LOS ANGELES, Calif. – A group of high-ranking retired military officers and government officials has joined the Jewish War Veterans, the American Muslim Armed Forces and Veterans Affairs Council, the Muslim American Veterans Association and other groups in filing amicus briefs supporting the position of the American Civil Liberties Union that a stand-alone Latin cross in the Mojave National Preserve is not an appropriate national memorial to American veterans.

The briefs filed yesterday at the U.S. Supreme Court in Washington, D.C. argue that the cross – one of only 49 congressionally designated national war memorials – constitutes a government endorsement of Christianity. It does not, as the memorial’s defenders claim, commemorate all war dead and veterans, or all veterans of World War I. Rather, the cross sends the message that the military values the sacrifices of Christian soldiers over those of non-Christians, the groups said.
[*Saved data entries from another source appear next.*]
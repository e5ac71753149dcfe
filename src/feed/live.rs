//! Live log channel — websocket subscription and message normalization.
//!
//! The server pushes JSON envelopes `{ "event": "...", "data": ... }` over
//! one socket; this adapter keeps the subscription, normalizes envelopes
//! carrying [`LOG_EVENT`] into `LogEntry`, and hands them to the feed
//! session. Delivery is at-most-once and unacknowledged; a dropped socket
//! surfaces as a `ChannelError` on the feed's error channel. Reconnection
//! policy lives with the embedder, not here.

use std::sync::Arc;

use futures::{SinkExt, StreamExt};
use serde::Deserialize;
use tokio::net::TcpStream;
use tokio::sync::mpsc;
use tokio_tungstenite::tungstenite::client::IntoClientRequest;
use tokio_tungstenite::tungstenite::http::header::AUTHORIZATION;
use tokio_tungstenite::tungstenite::http::HeaderValue;
use tokio_tungstenite::tungstenite::Message;
use tokio_tungstenite::{connect_async, MaybeTlsStream, WebSocketStream};
use url::Url;

use crate::auth::Credential;
use crate::errors::ClientError;
use crate::feed::entry::LogEntry;
use crate::feed::FeedSession;

/// Event name for new log entries on the live channel.
pub const LOG_EVENT: &str = "log:new";

#[derive(Debug, Deserialize)]
struct Envelope {
    event: String,
    data: serde_json::Value,
}

/// Parses one wire message. Envelopes for other events and malformed
/// payloads are dropped with a trace/warn, never an error — the channel
/// carries more than log traffic.
fn normalize(text: &str) -> Option<LogEntry> {
    let envelope: Envelope = match serde_json::from_str(text) {
        Ok(e) => e,
        Err(e) => {
            tracing::warn!("unparseable live message: {}", e);
            return None;
        }
    };
    if envelope.event != LOG_EVENT {
        tracing::trace!(event = %envelope.event, "ignoring non-log event");
        return None;
    }
    match serde_json::from_value(envelope.data) {
        Ok(entry) => Some(entry),
        Err(e) => {
            tracing::warn!("malformed log entry payload: {}", e);
            None
        }
    }
}

/// Owns the subscription task. `detach` (or drop) aborts the reader and
/// releases the socket; it never touches an in-flight credential refresh —
/// that is session-scoped, not view-scoped.
pub struct LiveChannelAdapter {
    task: tokio::task::JoinHandle<()>,
}

impl LiveChannelAdapter {
    pub async fn connect(
        stream_url: &Url,
        credential: Option<&Credential>,
        session: Arc<FeedSession>,
        errors: mpsc::UnboundedSender<ClientError>,
    ) -> Result<Self, ClientError> {
        let mut request = stream_url
            .as_str()
            .into_client_request()
            .map_err(|e| ClientError::Channel(e.to_string()))?;

        if let Some(cred) = credential {
            let value = HeaderValue::from_str(&format!("Bearer {}", cred.as_str()))
                .map_err(|e| ClientError::Channel(e.to_string()))?;
            request.headers_mut().insert(AUTHORIZATION, value);
        }

        let (ws, _) = connect_async(request)
            .await
            .map_err(|e| ClientError::Channel(e.to_string()))?;
        tracing::info!(url = %stream_url, "live channel connected");

        let task = tokio::spawn(read_loop(ws, session, errors));
        Ok(Self { task })
    }

    /// Detaches the subscription: no further entries reach the feed.
    pub fn detach(&self) {
        self.task.abort();
    }
}

impl Drop for LiveChannelAdapter {
    fn drop(&mut self) {
        self.task.abort();
    }
}

async fn read_loop(
    ws: WebSocketStream<MaybeTlsStream<TcpStream>>,
    session: Arc<FeedSession>,
    errors: mpsc::UnboundedSender<ClientError>,
) {
    let (mut sink, mut stream) = ws.split();
    let mut reported = false;

    while let Some(msg) = stream.next().await {
        match msg {
            Ok(Message::Text(text)) => {
                if let Some(entry) = normalize(&text) {
                    session.apply_live(entry);
                }
            }
            Ok(Message::Ping(payload)) => {
                let _ = sink.send(Message::Pong(payload)).await;
            }
            Ok(Message::Close(frame)) => {
                let reason = frame
                    .map(|f| f.reason.to_string())
                    .unwrap_or_else(|| "closed by server".into());
                let _ = errors.send(ClientError::Channel(reason));
                reported = true;
                break;
            }
            Ok(_) => {}
            Err(e) => {
                let _ = errors.send(ClientError::Channel(e.to_string()));
                reported = true;
                break;
            }
        }
    }
    // a stream that just ends (EOF, no Close frame) is still a dropped
    // subscription and must not go silent
    if !reported {
        let _ = errors.send(ClientError::Channel("connection closed".into()));
    }
    tracing::debug!("live channel reader stopped");
}

#[cfg(test)]
mod tests {
    use super::*;

    #[test]
    fn normalize_accepts_log_event() {
        let entry = normalize(
            r#"{"event":"log:new","data":{"timestamp":"2026-08-24T10:00:00Z","level":"info","message":"hello"}}"#,
        )
        .unwrap();
        assert_eq!(entry.message, "hello");
    }

    #[test]
    fn normalize_ignores_other_events() {
        assert!(normalize(r#"{"event":"presence:join","data":{"user":"jane"}}"#).is_none());
    }

    #[test]
    fn normalize_drops_malformed_payloads() {
        assert!(normalize("not json").is_none());
        assert!(normalize(r#"{"event":"log:new","data":{"level":"info"}}"#).is_none());
    }
}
Such a message hurts the military as an institution, said the brief filed by former high-ranking military and government officials, who include Col. Lawrence B. Wilkerson, a 31-year veteran of the U.S. Army and former chief of staff to Secretary of State Colin Powell.
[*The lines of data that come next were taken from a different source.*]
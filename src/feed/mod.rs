//! Bounded real-time activity feed.
//!
//! One `FeedSession` per mounted view merges the one-shot historical
//! bootstrap with the live channel into a single ordered, capacity-limited
//! sequence:
//! 1. The live subscription opens first; entries that arrive before the
//!    bootstrap resolves are held in a side buffer.
//! 2. The bootstrap populates the feed oldest-first.
//! 3. The side buffer drains in arrival order, so every bootstrap entry is
//!    logically older than any live entry regardless of wire timing.
//!
//! The operator pause gate sits in front of admission: while paused, live
//! entries are dropped outright (the buffer freezes at the pause-time
//! snapshot). A failed bootstrap leaves the feed empty and is reported on
//! the error channel; live ingestion proceeds independently.

pub mod bootstrap;
pub mod buffer;
pub mod entry;
pub mod live;

pub use buffer::{BoundedFeed, PauseGate};
pub use entry::{LogEntry, LogLevel};
pub use live::{LiveChannelAdapter, LOG_EVENT};

use std::sync::{Arc, Mutex};

use tokio::sync::{broadcast, mpsc};
use url::Url;

use crate::auth::Credential;
use crate::errors::ClientError;
use crate::gateway::RequestGateway;

enum Phase {
    /// Bootstrap not yet settled; live entries wait in the side buffer.
    Bootstrapping { early: Vec<LogEntry> },
    Ready,
}

struct SessionInner {
    feed: BoundedFeed,
    phase: Phase,
}

/// View-scoped feed state: the bounded buffer, the merge phase, and the
/// pause gate. Admitted entries are also broadcast so a view can render
/// incrementally instead of re-reading snapshots.
pub struct FeedSession {
    inner: Mutex<SessionInner>,
    gate: PauseGate,
    updates: broadcast::Sender<LogEntry>,
}

impl FeedSession {
    pub fn new(capacity: usize) -> Self {
        let (updates, _) = broadcast::channel(capacity.max(16));
        Self {
            inner: Mutex::new(SessionInner {
                feed: BoundedFeed::new(capacity),
                phase: Phase::Bootstrapping { early: Vec::new() },
            }),
            gate: PauseGate::new(),
            updates,
        }
    }

    /// Handles one entry from the live channel. Paused → dropped, no
    /// memory retained. Bootstrapping → held aside. Ready → admitted.
    pub fn apply_live(&self, entry: LogEntry) {
        if self.gate.is_paused() {
            tracing::trace!("paused; dropping live entry");
            return;
        }
        let mut guard = self.inner.lock().unwrap();
        let inner = &mut *guard;
        match &mut inner.phase {
            Phase::Bootstrapping { early } => {
                // The side buffer honours the same bound as the feed:
                // anything beyond capacity would be evicted on merge anyway.
                if early.len() == inner.feed.capacity() {
                    early.remove(0);
                }
                early.push(entry);
            }
            Phase::Ready => {
                inner.feed.admit(entry.clone());
                let _ = self.updates.send(entry);
            }
        }
    }

    /// Installs the bootstrap result (oldest-first) and drains the side
    /// buffer behind it. A second call is a no-op — the bootstrap runs once
    /// per mount.
    pub fn complete_bootstrap(&self, entries: Vec<LogEntry>) {
        let mut inner = self.inner.lock().unwrap();
        let early = match &mut inner.phase {
            Phase::Bootstrapping { early } => std::mem::take(early),
            Phase::Ready => {
                tracing::warn!("duplicate bootstrap completion ignored");
                return;
            }
        };
        inner.phase = Phase::Ready;
        for entry in entries.into_iter().chain(early) {
            inner.feed.admit(entry.clone());
            let _ = self.updates.send(entry);
        }
    }

    /// Marks the bootstrap failed: the feed starts from the live tail only.
    pub fn bootstrap_failed(&self) {
        self.complete_bootstrap(Vec::new());
    }

    pub fn set_paused(&self, paused: bool) {
        self.gate.set_paused(paused);
    }

    pub fn is_paused(&self) -> bool {
        self.gate.is_paused()
    }

    /// Empties the buffer unconditionally, independent of pause state.
    pub fn clear(&self) {
        self.inner.lock().unwrap().feed.clear();
    }

    pub fn len(&self) -> usize {
        self.inner.lock().unwrap().feed.len()
    }

    pub fn is_empty(&self) -> bool {
        self.len() == 0
    }

    /// Oldest-first copy of the retained entries.
    pub fn snapshot(&self) -> Vec<LogEntry> {
        self.inner.lock().unwrap().feed.snapshot()
    }

    /// Stream of entries as they are admitted (bootstrap and live alike).
    pub fn subscribe(&self) -> broadcast::Receiver<LogEntry> {
        self.updates.subscribe()
    }
}

/// Wires a `FeedSession` to the bootstrap endpoint and the live channel.
pub struct FeedRuntime {
    session: Arc<FeedSession>,
    live: Option<LiveChannelAdapter>,
}

impl FeedRuntime {
    /// Starts a feed: opens the live subscription first (early entries are
    /// buffered), then runs the one-shot bootstrap. Errors from either leg
    /// arrive on the returned channel; neither leg stops the other.
    pub async fn start(
        gateway: Arc<RequestGateway>,
        stream_url: &Url,
        credential: Option<&Credential>,
        capacity: usize,
        bootstrap_limit: usize,
    ) -> (Self, mpsc::UnboundedReceiver<ClientError>) {
        let session = Arc::new(FeedSession::new(capacity));
        let (err_tx, err_rx) = mpsc::unbounded_channel();

        let live = match LiveChannelAdapter::connect(
            stream_url,
            credential,
            Arc::clone(&session),
            err_tx.clone(),
        )
        .await
        {
            Ok(adapter) => Some(adapter),
            Err(e) => {
                tracing::warn!("live channel unavailable: {}", e);
                let _ = err_tx.send(e);
                None
            }
        };

        match bootstrap::fetch_recent(&gateway, bootstrap_limit).await {
            Ok(entries) => session.complete_bootstrap(entries),
            Err(e) => {
                tracing::warn!("log bootstrap failed: {}", e);
                session.bootstrap_failed();
                let _ = err_tx.send(e);
            }
        }

        (
            Self {
                session,
                live,
            },
            err_rx,
        )
    }

    pub fn session(&self) -> &Arc<FeedSession> {
        &self.session
    }

    /// Tears the view down: detaches the live subscription. Any in-flight
    /// credential refresh keeps running — the coordinator outlives views.
    pub fn detach(self) {
        if let Some(live) = &self.live {
            live.detach();
        }
    }
}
“Designation of a Christian symbol as a national memorial sends a signal that America values only the sacrifice of Christian soldiers,” said Brig. Gen. Israel Drazin, a 31-year veteran and ordained rabbi who, at 21, became the youngest U.S. chaplain ever to serve on active duty.
“That message is inconsistent with both the military’s commitment to respecting the faiths of all its men and woman equally, and its vital efforts to attract young men and women of every religious belief and national origin to serve their country.”

Two Muslim veterans’ groups filing an amicus brief in support of the ACLU said they “respect our Christian brothers in arms, and we respect their faith.” Nevertheless, “a memorial to American veterans should be a memorial to all American veterans, not only to Christian veterans…But the symbol chosen commemorates only the Christians,” said the brief filed by the American Muslim Armed Forces and Veterans Affairs Council, and the Muslim American Veterans Association.
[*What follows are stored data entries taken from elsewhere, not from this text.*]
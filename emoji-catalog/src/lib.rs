//! Emoji Catalog - Rust core for an emoji picker
//!
//! Loads published emoji bundles, derives per-session category views,
//! ranks free-text searches and tracks frequently used emoji.
//!
//! Types are exported via UniFFI proc-macros (#[derive(uniffi::Record/Enum)]).

pub mod data_store;
pub mod fetch;
pub mod frequency;
pub mod i18n;
mod indexer;
pub mod interface;
pub mod models;
pub mod search;
pub mod storage;
mod store;

pub use indexer::{search_words, SearchIndex};
pub use interface::*;
pub use store::{image_url, selection, spritesheet_url, EmojiCatalog};

uniffi::setup_scaffolding!("emoji_catalog");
The briefs were filed in a case that successfully challenged the constitutionality of an eight-foot-tall Latin cross erected on federal land in the Mojave National Preserve. At issue now is whether a congressional law allowing that cross to remain in exactly the same place by transferring ownership of an acre of preserve land to the local chapter of the Veterans of Foreign Wars adequately addresses the constitutional violation. The U.S. Court of Appeals for the Ninth Circuit agreed with the American Civil Liberties Union of Southern California that this transfer of
federal land did not eliminate the government’s endorsement of religion, and thus did not solve the constitutional violation that the lower courts had already found. But the government appealed that decision, and the Supreme Court has agreed to hear the case on October 7, 2009.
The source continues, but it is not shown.